I dropped a mention of his interview on Rogan in this entry. After being impressed with him on that interview, I delayed listening to the interview with Bari Weiss on her p0dcast. Here is the paywalled ep on TheFP’s site, but you can find the interview on Honestly.
I don’t c0mpletely agree with him on some things, but this sort of thing that makes me really regret my professional career.
There is only one way of doing things, and, regardless of what money it might save, it’s dictated how you’re supposed to operate. Thou shalt not deviate. If you do, your system’s going to be shut off. Information security is completely procedural on things that don’t work well at all, and you’re supposed to devote a significant amount of your time to adhering to procedure.

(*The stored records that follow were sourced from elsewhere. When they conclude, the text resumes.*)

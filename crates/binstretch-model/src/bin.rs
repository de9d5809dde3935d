// Copyright (c) 2025 Felix Kahle.
//
// Permission is hereby granted, free of charge, to any person obtaining
// a copy of this software and associated documentation files (the
// "Software"), to deal in the Software without restriction, including
// without limitation the rights to use, copy, modify, merge, publish,
// distribute, sublicense, and/or sell copies of the Software, and to
// permit persons to whom the Software is furnished to do so, subject to
// the following conditions:
//
// The above copyright notice and this permission notice shall be
// included in all copies or substantial portions of the Software.
//
// THE SOFTWARE IS PROVIDED "AS IS", WITHOUT WARRANTY OF ANY KIND,
// EXPRESS OR IMPLIED, INCLUDING BUT NOT LIMITED TO THE WARRANTIES OF
// MERCHANTABILITY, FITNESS FOR A PARTICULAR PURPOSE AND
// NONINFRINGEMENT. IN NO EVENT SHALL THE AUTHORS OR COPYRIGHT HOLDERS BE
// LIABLE FOR ANY CLAIM, DAMAGES OR OTHER LIABILITY, WHETHER IN AN ACTION
// OF CONTRACT, TORT OR OTHERWISE, ARISING FROM, OUT OF OR IN CONNECTION
// WITH THE SOFTWARE OR THE USE OR OTHER DEALINGS IN THE SOFTWARE.

use crate::item::Item;
use binstretch_core::num::numeric::StretchNumeric;

/// A capacity-bounded container.
///
/// A bin keeps its nominal capacity, the capacity still left, and the items
/// placed into it in placement order. The invariant
/// `remaining == capacity - sum(items)` holds at all times.
///
/// `add` refuses items that do not fit, so bins filled through it never go
/// below zero remaining capacity. `force_add` skips that check: the adversary
/// search uses it to let the decision maker over-fill a bin (that overflow is
/// exactly the stretch being measured), in which case `remaining` goes
/// negative. `remove_last` undoes the most recent placement so backtracking
/// searches never reallocate.
#[derive(Clone, Debug, PartialEq, Eq)]
pub struct Bin<T> {
    capacity: T,
    remaining: T,
    items: Vec<Item<T>>,
}

impl<T> Bin<T>
where
    T: StretchNumeric,
{
    /// Creates a new empty bin.
    ///
    /// # Panics
    ///
    /// Panics if `capacity` is not strictly positive.
    #[inline]
    pub fn new(capacity: T) -> Self {
        assert!(
            capacity > T::ZERO,
            "called `Bin::new` with a non-positive capacity: {}",
            capacity
        );
        Self {
            capacity,
            remaining: capacity,
            items: Vec::new(),
        }
    }

    /// Returns the nominal capacity of the bin.
    #[inline(always)]
    pub fn capacity(&self) -> T {
        self.capacity
    }

    /// Returns the capacity left in the bin. Negative once the bin has been
    /// over-filled through `force_add`.
    #[inline(always)]
    pub fn remaining(&self) -> T {
        self.remaining
    }

    /// Returns the capacity used so far.
    #[inline(always)]
    pub fn used(&self) -> T {
        self.capacity - self.remaining
    }

    /// Returns the items in placement order.
    #[inline]
    pub fn items(&self) -> &[Item<T>] {
        &self.items
    }

    /// Returns the number of items in the bin.
    #[inline]
    pub fn len(&self) -> usize {
        self.items.len()
    }

    /// Returns `true` if no item has been placed.
    #[inline]
    pub fn is_empty(&self) -> bool {
        self.items.is_empty()
    }

    /// Returns `true` if `item` fits into the remaining capacity.
    #[inline]
    pub fn fits(&self, item: Item<T>) -> bool {
        item.size() <= self.remaining
    }

    /// Places `item` if it fits; returns `false` and leaves the bin
    /// untouched otherwise.
    #[inline]
    pub fn add(&mut self, item: Item<T>) -> bool {
        if !self.fits(item) {
            return false;
        }
        self.force_add(item);
        true
    }

    /// Places `item` without checking the remaining capacity.
    #[inline]
    pub fn force_add(&mut self, item: Item<T>) {
        self.remaining = self.remaining - item.size();
        self.items.push(item);
    }

    /// Removes the most recently placed item and restores its capacity.
    /// Returns `None` on an empty bin.
    #[inline]
    pub fn remove_last(&mut self) -> Option<Item<T>> {
        let item = self.items.pop()?;
        self.remaining = self.remaining + item.size();
        Some(item)
    }

    /// Empties the bin, keeping its allocation.
    #[inline]
    pub fn clean(&mut self) {
        self.remaining = self.capacity;
        self.items.clear();
    }
}

impl<T> std::fmt::Display for Bin<T>
where
    T: StretchNumeric,
{
    fn fmt(&self, f: &mut std::fmt::Formatter<'_>) -> std::fmt::Result {
        write!(f, "Used: {}\tItems: [", self.used())?;
        for (i, item) in self.items.iter().enumerate() {
            if i > 0 {
                write!(f, ", ")?;
            }
            write!(f, "{}", item)?;
        }
        write!(f, "]\t(sum = {})", crate::item::total_size(&self.items))
    }
}

#[cfg(test)]
mod tests {
    use super::*;

    fn assert_capacity_invariant(bin: &Bin<i64>) {
        let sum: i64 = bin.items().iter().map(|i| i.size()).sum();
        assert_eq!(bin.remaining(), bin.capacity() - sum);
    }

    #[test]
    fn test_add_respects_capacity() {
        let mut bin = Bin::new(10i64);
        assert!(bin.add(Item::new(6)));
        assert!(bin.add(Item::new(4)));
        assert!(!bin.add(Item::new(1)), "a full bin must refuse items");
        assert_eq!(bin.remaining(), 0);
        assert_eq!(bin.used(), 10);
        assert_eq!(bin.len(), 2);
        assert_capacity_invariant(&bin);
    }

    #[test]
    fn test_failed_add_leaves_bin_untouched() {
        let mut bin = Bin::new(5i64);
        assert!(bin.add(Item::new(3)));
        let before = bin.clone();
        assert!(!bin.add(Item::new(3)));
        assert_eq!(bin, before);
    }

    #[test]
    fn test_force_add_can_overfill() {
        let mut bin = Bin::new(10i64);
        bin.force_add(Item::new(8));
        bin.force_add(Item::new(5));
        assert_eq!(bin.used(), 13);
        assert_eq!(bin.remaining(), -3);
        assert_capacity_invariant(&bin);
    }

    #[test]
    fn test_remove_last_restores_capacity_in_reverse_order() {
        let mut bin = Bin::new(10i64);
        bin.force_add(Item::new(2));
        bin.force_add(Item::new(7));
        assert_eq!(bin.remove_last(), Some(Item::new(7)));
        assert_eq!(bin.remaining(), 8);
        assert_eq!(bin.remove_last(), Some(Item::new(2)));
        assert_eq!(bin.remaining(), 10);
        assert_eq!(bin.remove_last(), None);
        assert_capacity_invariant(&bin);
    }

    #[test]
    fn test_clean_resets_bin() {
        let mut bin = Bin::new(4i64);
        bin.add(Item::new(1));
        bin.add(Item::new(2));
        bin.clean();
        assert!(bin.is_empty());
        assert_eq!(bin.remaining(), 4);
        assert_eq!(bin.used(), 0);
    }

    #[test]
    fn test_display_lists_items_and_sum() {
        let mut bin = Bin::new(10i64);
        bin.add(Item::new(3));
        bin.add(Item::new(4));
        assert_eq!(format!("{}", bin), "Used: 7\tItems: [3, 4]\t(sum = 7)");
    }

    #[test]
    #[should_panic(expected = "non-positive capacity")]
    fn test_zero_capacity_panics() {
        let _ = Bin::new(0i64);
    }
}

Put your solution through the following procedures, generate the following artifacts, and submit again for cybersecurity authorization.
Does the solution work? Well, it passed muster through an extensive waterfall engineering effort. It passed its cybersecurity scans. It cost a ton of money to create. It must be good.
The discussion of the time and materials contracts almost necessarily requires expensive solutions put together by people with expensive “educations.”
Getting back to Palmer, though, it certainly evokes memories of my time getting into IT/government contracting. On the Defense side of things, there seemed, to me, to be a resistance to doing anything at all that was cheap and simple.
I worry about being Captain Queeg with the strawberries.
But when I started, I was coming from an environment where I basically had no budget. I’d scrimp, and find a way to get things done with what I had available. Sure, there might have been many ways to do things “more correctly,” but how long would that have taken, and how much would it have cost?
Luckey’s discussion of designing his company’s products based on what they’ve got available.
There was a lot made of the OceansGate Titan’s use of a PlayStation controller. Watch this if you’re curious.
But the problems there weren’t because they didn’t engineer an expensive control system. The problems were because the hull collapsed. If Titan’s hull hadn’t collapsed, would anyone have said anything about the controller?